**Task instructions:**
Whenever the word "metadata" appears in a line of the data below, copy that line.

==== Extracted records

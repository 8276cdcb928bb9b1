//! Configuration module with sub-modules per concern
//!
//! - `environment` - Environment detection and logging configuration
//! - `server` - HTTP server binding
//! - `envelope` - Response envelope metadata
//! - `i18n` - Message bundle location and request-context defaults

pub mod envelope;
pub mod environment;
pub mod i18n;
pub mod server;

use serde::{Deserialize, Serialize};
use std::env;
use thiserror::Error;

pub use envelope::EnvelopeConfig;
pub use environment::{Environment, LogFormat, LoggingConfig};
pub use i18n::I18nConfig;
pub use server::ServerConfig;

/// Configuration loading failures
#[derive(Error, Debug, Clone, PartialEq, Eq)]
pub enum ConfigError {
    #[error("Invalid default locale: {0}")]
    InvalidLocale(String),

    #[error("Unknown default time zone: {0}")]
    InvalidTimeZone(String),
}

/// Complete application configuration combining all sub-configurations
#[derive(Debug, Clone, Deserialize, Serialize)]
pub struct AppConfig {
    /// Environment configuration
    pub environment: Environment,

    /// Server configuration
    pub server: ServerConfig,

    /// Envelope metadata
    #[serde(default)]
    pub envelope: EnvelopeConfig,

    /// Localization
    #[serde(default)]
    pub i18n: I18nConfig,

    /// Logging configuration
    #[serde(default)]
    pub logging: LoggingConfig,
}

impl Default for AppConfig {
    fn default() -> Self {
        let env = Environment::default();
        Self {
            environment: env,
            server: ServerConfig::default(),
            envelope: EnvelopeConfig::default(),
            i18n: I18nConfig::default(),
            logging: LoggingConfig::for_environment(env),
        }
    }
}

impl AppConfig {
    /// Create configuration for production environment
    pub fn production() -> Self {
        Self {
            environment: Environment::Production,
            server: ServerConfig::new("0.0.0.0", 8080),
            envelope: EnvelopeConfig {
                include_debug_message: false,
                ..Default::default()
            },
            i18n: I18nConfig::default(),
            logging: LoggingConfig::for_environment(Environment::Production),
        }
    }

    /// Load configuration from environment
    pub fn from_env() -> Result<Self, ConfigError> {
        let environment = Environment::from_env();
        Ok(Self {
            environment,
            server: ServerConfig::from_env(),
            envelope: EnvelopeConfig::from_env(environment),
            i18n: I18nConfig::from_env()?,
            logging: LoggingConfig::from_env(environment),
        })
    }
}

pub(crate) fn env_flag(name: &str) -> Option<bool> {
    let raw = env::var(name).ok()?;
    match raw.to_lowercase().as_str() {
        "1" | "true" | "yes" | "on" => Some(true),
        "0" | "false" | "no" | "off" => Some(false),
        _ => {
            tracing::warn!(name, value = %raw, "Ignoring unparseable flag");
            None
        }
    }
}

========

**Result for this task:**
//! - `envelope` - Response envelope metadata
    /// Envelope metadata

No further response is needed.